Canna normally grows wild in the forests and mountains. Sometimes also used as an ornamental plant in the yard or in the parks. Canna flowers are from tropical America and can be found from the lowlands to an altitude of 1000 m above sea level. 


 

These flowers will thrive in the open or slightly shielded from the sun. This annual plant grows upright to reach two meters high, has a thick rhizome like tubers. Canna flowers have a single leaf with an oval shape elongated, short-stemmed into stem, tapered tip and base, pinnate clear. 


 

Canna flowers also have bright colors like red, yellow, and dice. Fruits are like boxes, spherical shape, rough fruit wall, seed 3-5, round, hard. 


 

Canna flowers are not only have the beauty of its petals, but also have a lush variety of cheerful colors. 


 


Canna flowers plant can also be used as a drug, for example can be used as a reliever fever, urinary laxative, sedative, and lowers blood pressure (hypotensive).


 


Canna flowers have large, attractive foliage and horticulturists have turned it into a large-flowered and bright garden plant. In addition, it is one of the world's richest starch sources, and is an agricultural plant. 


 


Although a plant of the tropics, most cultivars have been developed in temperate climates and are easy to grow in most countries of the world as long as they can enjoy at least 6–8 hours average sunlight during the summer. 


 


The name Canna originates from the Celtic word for a cane or reed.
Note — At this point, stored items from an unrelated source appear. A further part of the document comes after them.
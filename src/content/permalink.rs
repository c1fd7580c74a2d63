//! Permalink synthesis.
//!
//! Turns a content source plus an output format into the URL a page is
//! registered and served under. An explicit `url` front matter value (a
//! literal path or a template over `page` / `site`) overrides the default
//! `{parent dir}/{name}` rule entirely; aliases reuse the same machinery
//! with a forced template.

use crate::content::output::OutputFormat;
use crate::content::source::{self, ContentSource};
use crate::log;
use crate::site::Site;
use crate::templates;
use crate::utils::slug::{slugify, slugify_path};

/// Compute the permalink a page of `format` should register under.
///
/// `url_override` forces the template (used for aliases); otherwise the
/// source's own `url` front matter, or the default rule, applies.
pub fn create_permalink(
    site: &Site,
    source: &ContentSource,
    format: OutputFormat,
    url_override: Option<&str>,
) -> String {
    // The content root itself always claims `/`, regardless of template.
    if url_override.is_none()
        && source.is_index()
        && source::dir_of(&source.path).is_empty()
    {
        return if format.use_ugly(site.config.build.ugly_urls) {
            format!("/{}.{}", format.base_name, format.extension)
        } else {
            "/".to_string()
        };
    }

    let raw = match url_override.or(source.front.url.as_deref()) {
        Some(template) => render_url_template(site, source, template),
        None => default_permalink(site, source, format),
    };

    let mut permalink = normalize(&raw);

    if permalink != "/" && format.use_ugly(site.config.build.ugly_urls) {
        permalink = uglify(&permalink, source, format);
    }

    permalink
}

/// Directory part of a permalink, with any ugly filename suffix removed.
/// `/` maps to the empty string so joining stays clean.
pub fn permalink_dir(permalink: &str, format: OutputFormat) -> String {
    if permalink == "/" {
        return String::new();
    }
    let suffix = format!(".{}", format.extension);
    let trimmed = permalink.strip_suffix(&suffix).unwrap_or(permalink);
    // An ugly root permalink carries the format's base name, not a real
    // path segment.
    let base_segment = format!("/{}", format.base_name);
    let trimmed = trimmed.strip_suffix(&base_segment).unwrap_or(trimmed);
    trimmed.trim_end_matches('/').to_string()
}

/// Default template: `{parent permalink dir}/{title-or-name}`.
///
/// Index files name themselves after their title or last directory
/// segment; other files after their title or file stem.
fn default_permalink(site: &Site, source: &ContentSource, format: OutputFormat) -> String {
    let parent_dir = source
        .parent
        .as_deref()
        .and_then(|p| site.permalink_dir_of(p, format))
        .unwrap_or_default();

    let name = match &source.front.title {
        Some(title) if !title.is_empty() => title.clone(),
        _ if source.is_index() => source::dir_of(&source.path)
            .rsplit('/')
            .next()
            .unwrap_or("")
            .to_string(),
        _ => source::file_stem(&source.path).to_string(),
    };

    format!("{parent_dir}/{name}")
}

/// Render an explicit url template through the template engine.
/// A render failure is logged and collapses to the site root.
fn render_url_template(site: &Site, source: &ContentSource, template: &str) -> String {
    let context = crate::content::page::url_context(site, source);
    match templates::render(template, &context) {
        Ok(rendered) => rendered,
        Err(err) => {
            log!("error"; "url template `{template}` for {}: {err}", source.path);
            String::new()
        }
    }
}

/// Slugify each segment, force a leading slash, drop a trailing one.
fn normalize(raw: &str) -> String {
    let slugged = slugify_path(raw.trim());
    let trimmed = slugged.trim_matches('/');
    if trimmed.is_empty() {
        "/".to_string()
    } else {
        format!("/{trimmed}")
    }
}

/// Rewrite a pretty permalink into the ugly `{stem}.{ext}` form.
///
/// Non-index sources keep their source file stem; index sources keep the
/// already-computed last segment (their stem is just `index`).
fn uglify(permalink: &str, source: &ContentSource, format: OutputFormat) -> String {
    let (dir, last) = permalink.rsplit_once('/').unwrap_or(("", permalink));
    let stem = if source.is_index() {
        last.to_string()
    } else {
        slugify(source::file_stem(&source.path))
    };
    format!("{dir}/{stem}.{}", format.extension)
}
The plants are large tropical and subtropical perennial herbs with a rhizomatous rootstock. 


 


The broad, flat, alternate leaves, that are such a feature of this plant, grow out of a stem in a long narrow roll and then unfurl. 


 


The leaves are typically solid green but some cultivars have glaucose, brownish, maroon, or even variegated leaves. 


 


The flowers are typically red, orange, or yellow or any combination of those colours, and are aggregated in inflorescences that are spikes or panicles (thyrses). 


 


Although gardeners enjoy these odd flowers, nature really intended them to attract pollinators collecting nectar and pollen, such as bees, hummingbirds and bats. The pollination mechanism is conspicuously specialized. 



 


Pollen is shed on the style while still in the bud, and in the species and early hybrids some is also found on the stigma because of the high position of the anther, which means that they are self-pollinating. 


 


Later cultivars have a lower anther, and rely on pollinators alighting on the labellum and touching first the terminal stigma, and then the pollen.